By Charisma L. Miller, Esq.
Brooklyn Daily Eagle
Lavern Wilkinson went to Kings County Hospital complaining of a cough. The doctors took an x-ray and told her it was merely asthma.
Two years later, it was discovered that the x-ray showed evidence of lung cancer. With her cancer at an incurable stage 4, Wilkinson has been told she only has six months to live. To add insult to injury, Wilkinson has no recourse to sue for her misdiagnosis.
A 1975 New York state law places a severe time limit as to when an individual can sue a hospital owned by a municipality – such as Kings County.
The statute of limitations is twofold. First, a victim of medical misdiagnosis or malpractice has 90 days from the date of injury to notify the city of his/her intention to sue. Secondly, the suit must be filed within 15 months of the injury.
In order to bring a claim against Kings County Hospital for its misdiagnosis of her cancer, Wilkinson would had to have notified the city that she was going to sue within 90 days of her initial x-ray -- an almost impossible feat if one is not aware that he or she has been misdiagnosed.
For privately owned hospitals, however, the statute of limitations begins to run when the patient became aware or should have reasonably become aware of their misdiagnosis, and there is no requirement that the patient notify the hospital of his or her intention to sue prior to actually filing a lawsuit.
“I don’t know what prompted the different statues between the city and private entities,” noted Brooklyn attorney Jordan Tucker. “Medical malpractice is different than your run-of-the-mill tort, but medical practice is the same in a private hospital as it is in a city one.”
Noted medical malpractice attorney Judith Livingston explained that the basic difference between medical malpractice and the average personal injury case rests in the knowledge of an injury.
“In order to know that you have a medical malpractice case, there are so many details that patients are not made aware of,” said Livingston. “In a car accident case, you know you have been injured. In cases of medical malpractice, the injuries could have occurred while you were under anesthesia or be the result of a misread pathology report.”
Given the difficulty of identifying an injury, many attorneys find the statute of limitations exception for city-owned hospitals disconcerting.
“In general, it is very difficult to prosecute medical malpractice cases because they are time-consuming and very costly,” said Jack Kanzler from Finz & Finz, P.C.
“Medical malpractice cases are taken on contingency. Lawyers spend a lot of time and money screening cases to ensure that there is a valid case,” Livingston noted. Coming up against the statute-of-limitation exceptions for injuries incurred at city hospitals further hinders the work of attorneys and victims.

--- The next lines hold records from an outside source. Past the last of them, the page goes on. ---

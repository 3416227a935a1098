// SPDX-License-Identifier: BUSL-1.1
// Copyright (c) 2026 Alfred Jean LLC

//! In-memory fakes for the three adapter traits, gated behind
//! `test-support`, following the teacher's `FakeAdapter` convention of
//! giving every trait a deterministic in-memory stand-in for tests that
//! shouldn't need a real docker daemon, filesystem, or bundle service.

use async_trait::async_trait;
use bytes::Bytes;
use cw_core::{BundleId, ResourceUsage, WorkerId};
use cw_wire::{CheckinRequest, Reply, ServerCommand};
use futures_util::stream::{self, BoxStream, StreamExt};
use parking_lot::Mutex;
use std::collections::{HashMap, VecDeque};
use std::sync::Arc;

use crate::container::{ContainerRuntime, ContainerSpec, ContainerStats, ContainerStatus};
use crate::error::{ContainerError, ObjectStoreError, ServiceClientError};
use crate::object_store::{ObjectStat, ObjectStore};
use crate::service_client::BundleServiceClient;

/// In-memory `ObjectStore` backed by a `HashMap<String, Bytes>`.
#[derive(Default, Clone)]
pub struct FakeObjectStore {
    objects: Arc<Mutex<HashMap<String, Bytes>>>,
}

impl FakeObjectStore {
    pub fn new() -> Self {
        Self::default()
    }

    pub fn seed(&self, path: impl Into<String>, content: impl Into<Bytes>) {
        self.objects.lock().insert(path.into(), content.into());
    }
}

#[async_trait]
impl ObjectStore for FakeObjectStore {
    async fn stat(&self, path: &str) -> Result<ObjectStat, ObjectStoreError> {
        self.objects
            .lock()
            .get(path)
            .map(|b| ObjectStat { size_bytes: b.len() as u64, is_directory: false })
            .ok_or_else(|| ObjectStoreError::NotFound(path.to_string()))
    }

    async fn get_stream(
        &self,
        path: &str,
    ) -> Result<BoxStream<'static, Result<Bytes, ObjectStoreError>>, ObjectStoreError> {
        let bytes = self
            .objects
            .lock()
            .get(path)
            .cloned()
            .ok_or_else(|| ObjectStoreError::NotFound(path.to_string()))?;
        Ok(stream::iter(vec![Ok(bytes)]).boxed())
    }

    async fn put_stream(
        &self,
        path: &str,
        mut stream: BoxStream<'static, Result<Bytes, ObjectStoreError>>,
    ) -> Result<(), ObjectStoreError> {
        let mut buf = Vec::new();
        while let Some(chunk) = stream.next().await {
            buf.extend_from_slice(&chunk?);
        }
        self.objects.lock().insert(path.to_string(), Bytes::from(buf));
        Ok(())
    }

    async fn delete(&self, path: &str) -> Result<(), ObjectStoreError> {
        self.objects.lock().remove(path);
        Ok(())
    }
}

/// In-memory `ContainerRuntime` that tracks containers as a status map
/// rather than spawning real processes.
#[derive(Default, Clone)]
pub struct FakeContainerRuntime {
    containers: Arc<Mutex<HashMap<String, ContainerStatus>>>,
    stats: Arc<Mutex<HashMap<String, ContainerStats>>>,
}

impl FakeContainerRuntime {
    pub fn new() -> Self {
        Self::default()
    }

    /// Move a tracked container straight to `Exited`, as a test driving the
    /// RUNNING stage's polling loop would after simulating completion.
    pub fn finish(&self, name: &str, code: i32) {
        self.containers.lock().insert(name.to_string(), ContainerStatus::Exited { code });
    }

    pub fn set_stats(&self, name: &str, stats: ContainerStats) {
        self.stats.lock().insert(name.to_string(), stats);
    }
}

#[async_trait]
impl ContainerRuntime for FakeContainerRuntime {
    async fn pull(&self, image: &str) -> Result<String, ContainerError> {
        Ok(format!("{image}@sha256:fake"))
    }

    async fn run(&self, spec: &ContainerSpec) -> Result<(), ContainerError> {
        self.containers.lock().insert(spec.name.clone(), ContainerStatus::Running);
        Ok(())
    }

    async fn inspect(&self, name: &str) -> Result<ContainerStatus, ContainerError> {
        self.containers.lock().get(name).copied().ok_or_else(|| ContainerError::NotFound(name.to_string()))
    }

    async fn stats(&self, name: &str) -> Result<ContainerStats, ContainerError> {
        Ok(self.stats.lock().get(name).copied().unwrap_or_default())
    }

    async fn kill(&self, name: &str) -> Result<(), ContainerError> {
        self.containers.lock().insert(name.to_string(), ContainerStatus::Exited { code: 137 });
        Ok(())
    }

    async fn remove(&self, name: &str) -> Result<(), ContainerError> {
        self.containers.lock().remove(name);
        Ok(())
    }
}

/// In-memory `BundleServiceClient` that replays a scripted queue of
/// commands on `checkin` and records every call it receives, so tests can
/// assert on what the worker reported without a real server.
#[derive(Default)]
pub struct FakeBundleServiceClient {
    pending_commands: Mutex<VecDeque<ServerCommand>>,
    checkins: Mutex<Vec<CheckinRequest>>,
    finalized: Mutex<Vec<(BundleId, Option<i32>)>>,
    start_bundle_allowed: Mutex<bool>,
}

impl FakeBundleServiceClient {
    pub fn new() -> Self {
        Self { start_bundle_allowed: Mutex::new(true), ..Default::default() }
    }

    pub fn push_command(&self, command: ServerCommand) {
        self.pending_commands.lock().push_back(command);
    }

    pub fn set_start_bundle_allowed(&self, allowed: bool) {
        *self.start_bundle_allowed.lock() = allowed;
    }

    pub fn checkins(&self) -> Vec<CheckinRequest> {
        self.checkins.lock().clone()
    }

    pub fn finalized(&self) -> Vec<(BundleId, Option<i32>)> {
        self.finalized.lock().clone()
    }
}

#[async_trait]
impl BundleServiceClient for FakeBundleServiceClient {
    async fn checkin(
        &self,
        _worker_id: &WorkerId,
        request: &CheckinRequest,
    ) -> Result<Option<ServerCommand>, ServiceClientError> {
        self.checkins.lock().push(request.clone());
        Ok(self.pending_commands.lock().pop_front())
    }

    async fn start_bundle(
        &self,
        _worker_id: &WorkerId,
        _bundle_id: &BundleId,
        _hostname: &str,
        _start_time_epoch_s: u64,
    ) -> Result<bool, ServiceClientError> {
        Ok(*self.start_bundle_allowed.lock())
    }

    async fn finalize_bundle(
        &self,
        _worker_id: &WorkerId,
        bundle_id: &BundleId,
        exitcode: Option<i32>,
        _failure_message: Option<&str>,
        _usage: &ResourceUsage,
    ) -> Result<(), ServiceClientError> {
        self.finalized.lock().push((bundle_id.clone(), exitcode));
        Ok(())
    }

    async fn update_bundle_contents(
        &self,
        _worker_id: &WorkerId,
        _bundle_id: &BundleId,
        _archive_path: &std::path::Path,
    ) -> Result<(), ServiceClientError> {
        Ok(())
    }

    async fn reply(
        &self,
        _worker_id: &WorkerId,
        _socket_id: &str,
        _reply: &Reply,
    ) -> Result<(), ServiceClientError> {
        Ok(())
    }
}

#[cfg(test)]
#[path = "fakes_tests.rs"]
mod tests;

“It is a very large obstacle,” said attorney Robert Goldberg of Peters Berger Koshel & Goldberg P.C.
“Often, victims are not aware of their injuries or they just want to wait and see if they get better,” said Daniel Minc, Esq. Even if a victims seeks out an attorney in time, “it is hard to get medical records in time,” he said.
“You can request the medical records, but there is no law that forces the hospital to give you the records in time for you to determine if there is a valid case,” Minc added.
There are ways that attorneys can get around the statute of limitations, but those options are very slim. “You can request the court for an extension of time to file the initial notice of claim,” Livingston said. “You need a valid reason, and even then there is still the fact that you must file the case within 15 months of the actual injury not knowledge of the injury.”
State Assembly Speaker Sheldon Silver may look to level the playing field. Michael Whyland, a spokesperson for Silver, said that since Silver became aware of Wilkinson’s case, he supports a bill that would start the statute of limitations at the moment a patient learns of a medical error.
“The speaker thinks the issue has merit and will review it with the members of the Democratic conference,” Whyland told the New York Daily News.
“The creation of a special statute of limitations for city hospitals gives the city an advantage,” said Goldberg. “I would support something that would extend the time for valid cases to be brought.”
Shifting the balance of advantage must be weighed against the need for efficient justice. With a longer statute of limitations, there is a likelihood that evidence could be lost and witnesses could forget or pass away. Also, the interest of the medical community must be taken into consideration.
The Daily News reports that health care industry officials say changing the law will drive up New York’s already sky-high medical malpractice premiums by 16 to 25 percent, forcing more doctors to either retire or leave the state.
For Kanzler, the issue is not about malpractice premiums but rather “why should victims of medical malpractice at the hands of a city hospital be given a shorter period of time to prove her case?”
Livingston is looking forward to a hearing on the proposed legislation. “The current law is unfair and overly harsh,” she said. “I think that all plaintiff medical malpractice attorneys would strongly support this legislation because the present system is an injustice to the victims whose lives have been destroyed.”
Unable to file a lawsuit against Kings County Hospital, Wilkinson accepted a settlement of $625,000 from the city.
--Rob Abruzzese contributed to this article.